◆ **Try it**
Find every line in the entries that holds the string "SubmissionSummary" and report it.

(Collected data entries)
------------------------------
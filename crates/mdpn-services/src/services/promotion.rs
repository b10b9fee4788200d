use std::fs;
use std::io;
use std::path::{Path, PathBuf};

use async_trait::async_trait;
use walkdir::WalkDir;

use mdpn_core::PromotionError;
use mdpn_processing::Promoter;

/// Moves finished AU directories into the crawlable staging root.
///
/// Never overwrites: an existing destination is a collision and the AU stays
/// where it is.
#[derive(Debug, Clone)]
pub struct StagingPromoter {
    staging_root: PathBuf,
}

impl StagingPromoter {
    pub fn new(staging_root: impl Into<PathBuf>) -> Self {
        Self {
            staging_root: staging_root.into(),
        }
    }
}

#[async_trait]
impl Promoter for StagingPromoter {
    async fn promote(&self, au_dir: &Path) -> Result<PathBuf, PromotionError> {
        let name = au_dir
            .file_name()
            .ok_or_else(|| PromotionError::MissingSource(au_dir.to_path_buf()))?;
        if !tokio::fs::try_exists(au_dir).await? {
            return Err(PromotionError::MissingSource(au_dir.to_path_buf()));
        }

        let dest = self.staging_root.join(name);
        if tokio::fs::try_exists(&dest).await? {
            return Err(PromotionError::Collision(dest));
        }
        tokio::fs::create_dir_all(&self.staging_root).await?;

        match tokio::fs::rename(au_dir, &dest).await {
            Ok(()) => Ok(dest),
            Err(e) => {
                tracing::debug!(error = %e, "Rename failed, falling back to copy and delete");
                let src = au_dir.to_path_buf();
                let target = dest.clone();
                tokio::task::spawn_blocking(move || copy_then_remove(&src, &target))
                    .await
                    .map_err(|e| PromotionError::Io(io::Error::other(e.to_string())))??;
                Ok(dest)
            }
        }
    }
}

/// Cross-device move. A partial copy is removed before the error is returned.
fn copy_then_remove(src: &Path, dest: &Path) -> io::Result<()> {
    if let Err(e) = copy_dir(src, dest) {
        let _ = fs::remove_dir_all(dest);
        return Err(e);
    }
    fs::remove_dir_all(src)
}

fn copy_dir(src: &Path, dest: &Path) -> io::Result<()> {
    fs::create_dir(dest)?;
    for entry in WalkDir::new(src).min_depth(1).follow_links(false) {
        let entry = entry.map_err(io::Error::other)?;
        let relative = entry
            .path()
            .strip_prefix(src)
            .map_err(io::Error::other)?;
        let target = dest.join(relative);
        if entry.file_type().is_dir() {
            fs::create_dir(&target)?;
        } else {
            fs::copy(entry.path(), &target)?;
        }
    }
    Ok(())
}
------------------------------
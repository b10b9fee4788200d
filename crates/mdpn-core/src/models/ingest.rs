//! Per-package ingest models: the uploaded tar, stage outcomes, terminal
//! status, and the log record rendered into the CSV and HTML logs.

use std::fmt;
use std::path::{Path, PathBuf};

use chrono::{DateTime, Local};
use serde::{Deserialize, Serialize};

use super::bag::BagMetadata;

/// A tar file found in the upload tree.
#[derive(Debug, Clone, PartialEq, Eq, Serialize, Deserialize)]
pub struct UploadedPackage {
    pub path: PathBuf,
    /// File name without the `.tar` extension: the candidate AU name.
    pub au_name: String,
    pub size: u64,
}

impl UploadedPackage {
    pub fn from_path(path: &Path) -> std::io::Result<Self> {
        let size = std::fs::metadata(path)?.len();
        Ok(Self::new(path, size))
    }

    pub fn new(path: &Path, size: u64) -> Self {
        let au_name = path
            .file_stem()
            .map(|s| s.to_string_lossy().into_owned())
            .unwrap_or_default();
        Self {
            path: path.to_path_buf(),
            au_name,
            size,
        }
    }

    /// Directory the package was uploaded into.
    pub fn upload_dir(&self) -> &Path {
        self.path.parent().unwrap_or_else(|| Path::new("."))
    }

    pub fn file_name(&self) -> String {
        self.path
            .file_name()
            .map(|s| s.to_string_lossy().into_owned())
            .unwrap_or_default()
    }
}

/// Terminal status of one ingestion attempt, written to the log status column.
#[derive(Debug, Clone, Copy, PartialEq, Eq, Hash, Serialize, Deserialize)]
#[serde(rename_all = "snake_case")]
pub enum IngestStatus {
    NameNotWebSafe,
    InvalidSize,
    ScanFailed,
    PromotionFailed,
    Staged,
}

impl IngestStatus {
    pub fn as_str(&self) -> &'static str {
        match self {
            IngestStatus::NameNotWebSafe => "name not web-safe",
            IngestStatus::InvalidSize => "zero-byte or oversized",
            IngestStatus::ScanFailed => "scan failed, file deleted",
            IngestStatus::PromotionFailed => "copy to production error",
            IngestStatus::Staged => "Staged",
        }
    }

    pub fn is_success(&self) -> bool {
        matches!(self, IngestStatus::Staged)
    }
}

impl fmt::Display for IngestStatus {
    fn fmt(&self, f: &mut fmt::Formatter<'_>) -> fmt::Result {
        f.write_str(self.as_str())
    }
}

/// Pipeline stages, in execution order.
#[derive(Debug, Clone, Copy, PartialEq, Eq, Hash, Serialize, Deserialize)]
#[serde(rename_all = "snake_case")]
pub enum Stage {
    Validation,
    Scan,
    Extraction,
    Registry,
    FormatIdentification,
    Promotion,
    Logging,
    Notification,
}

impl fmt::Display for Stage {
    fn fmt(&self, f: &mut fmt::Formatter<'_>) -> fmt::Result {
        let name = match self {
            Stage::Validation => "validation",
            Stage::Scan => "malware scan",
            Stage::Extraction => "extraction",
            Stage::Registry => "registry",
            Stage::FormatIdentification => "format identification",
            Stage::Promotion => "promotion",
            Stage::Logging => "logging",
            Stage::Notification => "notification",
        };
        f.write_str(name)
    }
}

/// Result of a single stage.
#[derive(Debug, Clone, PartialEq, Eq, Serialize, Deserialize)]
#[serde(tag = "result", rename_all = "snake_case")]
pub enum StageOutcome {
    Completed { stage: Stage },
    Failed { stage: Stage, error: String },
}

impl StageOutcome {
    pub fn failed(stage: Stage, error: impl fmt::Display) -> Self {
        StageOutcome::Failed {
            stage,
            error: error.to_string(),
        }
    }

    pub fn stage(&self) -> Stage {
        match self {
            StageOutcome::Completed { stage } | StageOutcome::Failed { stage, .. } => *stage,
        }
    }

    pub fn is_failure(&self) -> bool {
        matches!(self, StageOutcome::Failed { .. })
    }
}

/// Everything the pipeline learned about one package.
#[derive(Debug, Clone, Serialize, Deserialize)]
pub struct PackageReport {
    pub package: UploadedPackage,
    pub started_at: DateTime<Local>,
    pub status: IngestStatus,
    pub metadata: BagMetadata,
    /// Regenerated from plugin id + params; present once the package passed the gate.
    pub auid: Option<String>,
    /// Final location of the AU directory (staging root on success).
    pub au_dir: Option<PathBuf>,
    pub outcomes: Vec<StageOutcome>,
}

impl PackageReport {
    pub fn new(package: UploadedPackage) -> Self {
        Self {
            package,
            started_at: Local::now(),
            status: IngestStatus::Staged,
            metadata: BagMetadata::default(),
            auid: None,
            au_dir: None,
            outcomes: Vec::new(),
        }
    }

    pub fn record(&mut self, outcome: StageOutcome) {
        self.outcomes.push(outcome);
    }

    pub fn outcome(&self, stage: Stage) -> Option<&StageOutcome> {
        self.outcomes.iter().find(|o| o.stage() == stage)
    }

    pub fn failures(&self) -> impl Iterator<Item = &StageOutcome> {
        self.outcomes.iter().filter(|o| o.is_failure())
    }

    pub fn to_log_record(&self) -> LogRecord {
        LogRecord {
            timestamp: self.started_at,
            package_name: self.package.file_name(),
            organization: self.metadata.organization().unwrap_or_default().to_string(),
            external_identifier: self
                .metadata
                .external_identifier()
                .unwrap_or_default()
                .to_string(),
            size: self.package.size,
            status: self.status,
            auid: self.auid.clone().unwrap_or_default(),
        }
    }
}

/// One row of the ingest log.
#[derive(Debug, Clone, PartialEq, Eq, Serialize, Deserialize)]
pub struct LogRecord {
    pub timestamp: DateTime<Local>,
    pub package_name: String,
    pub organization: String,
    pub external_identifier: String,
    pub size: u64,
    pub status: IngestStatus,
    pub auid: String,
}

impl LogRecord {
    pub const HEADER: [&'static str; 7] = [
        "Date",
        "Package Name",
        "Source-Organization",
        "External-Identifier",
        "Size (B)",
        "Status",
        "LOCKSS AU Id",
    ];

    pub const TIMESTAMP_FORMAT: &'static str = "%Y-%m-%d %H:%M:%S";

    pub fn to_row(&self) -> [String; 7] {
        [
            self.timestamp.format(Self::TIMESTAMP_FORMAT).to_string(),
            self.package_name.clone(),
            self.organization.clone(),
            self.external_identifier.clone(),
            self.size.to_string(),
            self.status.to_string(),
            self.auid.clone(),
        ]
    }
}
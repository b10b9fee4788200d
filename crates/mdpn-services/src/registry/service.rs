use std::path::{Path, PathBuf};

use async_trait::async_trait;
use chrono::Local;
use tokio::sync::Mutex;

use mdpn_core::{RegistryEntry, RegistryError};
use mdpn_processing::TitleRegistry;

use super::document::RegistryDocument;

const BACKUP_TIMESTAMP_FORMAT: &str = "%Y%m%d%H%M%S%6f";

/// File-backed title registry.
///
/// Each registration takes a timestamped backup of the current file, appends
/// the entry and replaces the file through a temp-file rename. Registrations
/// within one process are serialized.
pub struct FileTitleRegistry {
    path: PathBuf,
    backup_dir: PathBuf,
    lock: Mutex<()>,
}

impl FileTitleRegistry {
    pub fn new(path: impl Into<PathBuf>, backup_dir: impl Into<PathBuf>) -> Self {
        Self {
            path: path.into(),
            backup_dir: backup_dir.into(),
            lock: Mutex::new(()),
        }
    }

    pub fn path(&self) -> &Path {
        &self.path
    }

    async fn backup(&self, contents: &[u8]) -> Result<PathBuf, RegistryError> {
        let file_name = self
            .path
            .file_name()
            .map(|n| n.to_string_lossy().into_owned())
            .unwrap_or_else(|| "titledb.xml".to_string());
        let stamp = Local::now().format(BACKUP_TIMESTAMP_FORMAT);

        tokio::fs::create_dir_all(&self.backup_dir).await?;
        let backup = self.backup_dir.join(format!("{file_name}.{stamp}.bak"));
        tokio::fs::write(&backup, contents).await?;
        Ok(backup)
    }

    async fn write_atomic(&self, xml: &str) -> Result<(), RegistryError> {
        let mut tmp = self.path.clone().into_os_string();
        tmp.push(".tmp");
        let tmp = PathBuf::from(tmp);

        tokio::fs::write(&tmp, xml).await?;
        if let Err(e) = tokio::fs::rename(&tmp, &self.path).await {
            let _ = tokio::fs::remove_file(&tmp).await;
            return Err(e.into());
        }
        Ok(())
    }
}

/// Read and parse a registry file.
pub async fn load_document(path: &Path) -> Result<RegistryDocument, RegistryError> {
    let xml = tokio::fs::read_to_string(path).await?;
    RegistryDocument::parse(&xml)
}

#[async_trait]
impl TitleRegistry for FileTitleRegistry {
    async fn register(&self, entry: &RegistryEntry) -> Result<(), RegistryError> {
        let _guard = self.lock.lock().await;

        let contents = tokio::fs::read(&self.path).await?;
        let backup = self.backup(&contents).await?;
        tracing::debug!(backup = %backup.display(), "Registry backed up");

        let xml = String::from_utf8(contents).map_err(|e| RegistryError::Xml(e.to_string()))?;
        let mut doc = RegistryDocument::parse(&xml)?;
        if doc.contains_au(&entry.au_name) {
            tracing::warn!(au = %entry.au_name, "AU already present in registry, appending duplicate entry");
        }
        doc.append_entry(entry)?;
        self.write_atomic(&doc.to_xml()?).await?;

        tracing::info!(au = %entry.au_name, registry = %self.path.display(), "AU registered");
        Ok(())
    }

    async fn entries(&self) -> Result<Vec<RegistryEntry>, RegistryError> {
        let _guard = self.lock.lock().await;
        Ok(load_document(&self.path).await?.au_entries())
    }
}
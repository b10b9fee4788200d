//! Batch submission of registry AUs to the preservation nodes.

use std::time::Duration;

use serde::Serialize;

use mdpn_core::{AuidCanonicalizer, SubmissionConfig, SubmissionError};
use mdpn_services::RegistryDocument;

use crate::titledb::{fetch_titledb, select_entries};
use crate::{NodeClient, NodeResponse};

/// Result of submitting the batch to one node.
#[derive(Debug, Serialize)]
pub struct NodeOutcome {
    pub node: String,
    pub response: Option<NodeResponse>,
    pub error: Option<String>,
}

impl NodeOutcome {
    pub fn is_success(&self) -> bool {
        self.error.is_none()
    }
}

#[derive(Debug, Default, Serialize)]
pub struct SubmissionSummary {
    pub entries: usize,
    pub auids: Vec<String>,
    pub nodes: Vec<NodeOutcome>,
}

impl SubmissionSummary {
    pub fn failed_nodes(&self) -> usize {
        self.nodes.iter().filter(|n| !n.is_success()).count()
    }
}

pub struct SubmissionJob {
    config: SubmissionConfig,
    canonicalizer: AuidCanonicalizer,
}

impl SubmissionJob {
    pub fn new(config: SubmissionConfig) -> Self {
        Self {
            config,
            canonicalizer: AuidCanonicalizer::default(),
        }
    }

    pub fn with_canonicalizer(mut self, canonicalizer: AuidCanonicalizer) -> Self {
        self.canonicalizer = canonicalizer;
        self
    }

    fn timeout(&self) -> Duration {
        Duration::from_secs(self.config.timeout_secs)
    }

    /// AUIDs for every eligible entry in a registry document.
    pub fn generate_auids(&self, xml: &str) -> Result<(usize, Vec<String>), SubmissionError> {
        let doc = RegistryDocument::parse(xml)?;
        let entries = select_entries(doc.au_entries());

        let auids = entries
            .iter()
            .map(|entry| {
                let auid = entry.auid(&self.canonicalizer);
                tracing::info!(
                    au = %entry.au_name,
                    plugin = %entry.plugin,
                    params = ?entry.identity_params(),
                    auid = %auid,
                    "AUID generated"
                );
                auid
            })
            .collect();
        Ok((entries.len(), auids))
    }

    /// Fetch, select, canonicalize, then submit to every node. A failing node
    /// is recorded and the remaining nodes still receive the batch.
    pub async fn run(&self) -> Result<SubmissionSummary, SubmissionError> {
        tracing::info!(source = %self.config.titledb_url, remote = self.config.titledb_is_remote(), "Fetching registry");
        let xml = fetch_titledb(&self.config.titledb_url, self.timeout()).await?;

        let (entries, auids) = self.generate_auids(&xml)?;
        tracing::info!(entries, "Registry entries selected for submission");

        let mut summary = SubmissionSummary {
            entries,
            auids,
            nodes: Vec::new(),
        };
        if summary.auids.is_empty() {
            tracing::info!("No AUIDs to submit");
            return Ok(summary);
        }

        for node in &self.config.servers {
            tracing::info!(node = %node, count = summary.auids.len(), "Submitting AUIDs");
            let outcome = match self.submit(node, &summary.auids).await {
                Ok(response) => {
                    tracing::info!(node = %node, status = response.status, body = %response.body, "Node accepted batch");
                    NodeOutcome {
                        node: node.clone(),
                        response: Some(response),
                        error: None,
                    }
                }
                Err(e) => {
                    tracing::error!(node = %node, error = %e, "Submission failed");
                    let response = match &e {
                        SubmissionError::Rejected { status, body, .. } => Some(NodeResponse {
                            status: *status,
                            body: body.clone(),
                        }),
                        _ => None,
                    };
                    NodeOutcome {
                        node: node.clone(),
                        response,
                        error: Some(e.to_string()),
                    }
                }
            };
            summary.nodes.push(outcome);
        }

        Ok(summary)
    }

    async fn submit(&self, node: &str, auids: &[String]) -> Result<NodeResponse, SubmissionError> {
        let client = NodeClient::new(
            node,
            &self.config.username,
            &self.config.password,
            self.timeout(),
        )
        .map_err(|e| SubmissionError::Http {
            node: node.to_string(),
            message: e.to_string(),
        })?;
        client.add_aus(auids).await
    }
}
------------------------------
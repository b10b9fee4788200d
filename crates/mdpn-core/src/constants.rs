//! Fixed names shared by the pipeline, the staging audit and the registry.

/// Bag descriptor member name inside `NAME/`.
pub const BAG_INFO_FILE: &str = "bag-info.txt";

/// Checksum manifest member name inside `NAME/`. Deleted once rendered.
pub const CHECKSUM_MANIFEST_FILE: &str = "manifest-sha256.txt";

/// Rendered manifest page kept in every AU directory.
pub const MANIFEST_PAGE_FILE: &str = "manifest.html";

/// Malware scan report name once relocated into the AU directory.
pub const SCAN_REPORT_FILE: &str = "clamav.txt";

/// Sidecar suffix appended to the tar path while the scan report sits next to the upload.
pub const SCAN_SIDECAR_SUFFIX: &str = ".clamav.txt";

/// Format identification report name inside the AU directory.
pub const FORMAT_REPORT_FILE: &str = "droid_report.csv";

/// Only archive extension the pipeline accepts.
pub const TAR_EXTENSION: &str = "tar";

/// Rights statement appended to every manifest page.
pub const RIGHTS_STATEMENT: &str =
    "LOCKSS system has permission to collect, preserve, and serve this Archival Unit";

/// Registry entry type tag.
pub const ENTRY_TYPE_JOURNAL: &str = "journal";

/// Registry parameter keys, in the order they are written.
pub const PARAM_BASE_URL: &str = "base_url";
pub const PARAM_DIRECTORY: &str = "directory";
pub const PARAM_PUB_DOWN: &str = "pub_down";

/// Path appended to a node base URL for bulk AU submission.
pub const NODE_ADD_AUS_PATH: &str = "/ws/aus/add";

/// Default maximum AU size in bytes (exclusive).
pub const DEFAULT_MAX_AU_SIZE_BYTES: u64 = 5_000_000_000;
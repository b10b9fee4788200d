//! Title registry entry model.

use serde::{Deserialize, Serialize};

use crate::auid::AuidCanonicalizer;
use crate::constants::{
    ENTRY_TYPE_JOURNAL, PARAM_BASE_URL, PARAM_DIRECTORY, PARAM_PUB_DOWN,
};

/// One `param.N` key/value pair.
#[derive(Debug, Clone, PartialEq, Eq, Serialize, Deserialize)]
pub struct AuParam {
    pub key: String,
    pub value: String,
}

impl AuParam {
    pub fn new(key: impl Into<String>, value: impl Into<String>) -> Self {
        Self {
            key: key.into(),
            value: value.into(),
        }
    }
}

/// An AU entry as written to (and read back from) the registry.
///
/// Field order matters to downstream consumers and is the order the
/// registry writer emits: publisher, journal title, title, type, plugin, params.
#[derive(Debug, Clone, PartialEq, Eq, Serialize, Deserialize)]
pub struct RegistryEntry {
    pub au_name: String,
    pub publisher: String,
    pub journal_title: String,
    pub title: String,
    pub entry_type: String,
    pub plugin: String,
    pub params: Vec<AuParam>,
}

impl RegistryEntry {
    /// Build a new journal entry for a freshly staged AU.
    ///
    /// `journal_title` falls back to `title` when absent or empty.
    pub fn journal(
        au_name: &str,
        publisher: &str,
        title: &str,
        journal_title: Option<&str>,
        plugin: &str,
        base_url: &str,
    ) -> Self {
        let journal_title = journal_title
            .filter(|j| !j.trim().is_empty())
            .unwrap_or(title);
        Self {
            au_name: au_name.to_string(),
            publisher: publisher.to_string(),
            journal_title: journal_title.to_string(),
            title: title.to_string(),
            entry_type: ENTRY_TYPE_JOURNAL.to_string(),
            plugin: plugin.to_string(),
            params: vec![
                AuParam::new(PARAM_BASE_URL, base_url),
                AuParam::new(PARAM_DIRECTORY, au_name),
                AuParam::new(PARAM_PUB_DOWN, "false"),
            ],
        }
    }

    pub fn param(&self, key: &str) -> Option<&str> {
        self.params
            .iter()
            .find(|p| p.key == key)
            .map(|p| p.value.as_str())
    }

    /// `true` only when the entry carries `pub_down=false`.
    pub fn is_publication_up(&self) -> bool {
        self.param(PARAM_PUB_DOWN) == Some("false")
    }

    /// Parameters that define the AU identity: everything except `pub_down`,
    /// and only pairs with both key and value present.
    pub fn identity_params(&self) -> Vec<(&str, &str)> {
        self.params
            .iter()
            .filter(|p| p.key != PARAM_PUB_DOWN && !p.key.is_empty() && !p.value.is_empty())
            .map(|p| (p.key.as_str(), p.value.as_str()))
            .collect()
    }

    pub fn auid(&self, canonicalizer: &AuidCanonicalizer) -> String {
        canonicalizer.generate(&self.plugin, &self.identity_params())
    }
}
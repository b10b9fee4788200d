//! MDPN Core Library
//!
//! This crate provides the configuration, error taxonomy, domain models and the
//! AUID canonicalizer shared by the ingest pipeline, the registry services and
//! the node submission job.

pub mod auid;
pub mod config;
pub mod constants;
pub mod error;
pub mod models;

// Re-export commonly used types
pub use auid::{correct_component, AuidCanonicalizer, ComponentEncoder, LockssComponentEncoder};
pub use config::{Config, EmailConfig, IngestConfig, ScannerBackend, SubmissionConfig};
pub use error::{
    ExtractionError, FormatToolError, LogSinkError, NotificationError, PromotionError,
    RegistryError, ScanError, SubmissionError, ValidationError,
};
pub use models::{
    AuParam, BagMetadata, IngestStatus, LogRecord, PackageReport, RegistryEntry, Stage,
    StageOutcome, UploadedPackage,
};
------------------------------
◆ **Task response**
pub struct SubmissionSummary {
impl SubmissionSummary {
    pub async fn run(&self) -> Result<SubmissionSummary, SubmissionError> {
        let mut summary = SubmissionSummary {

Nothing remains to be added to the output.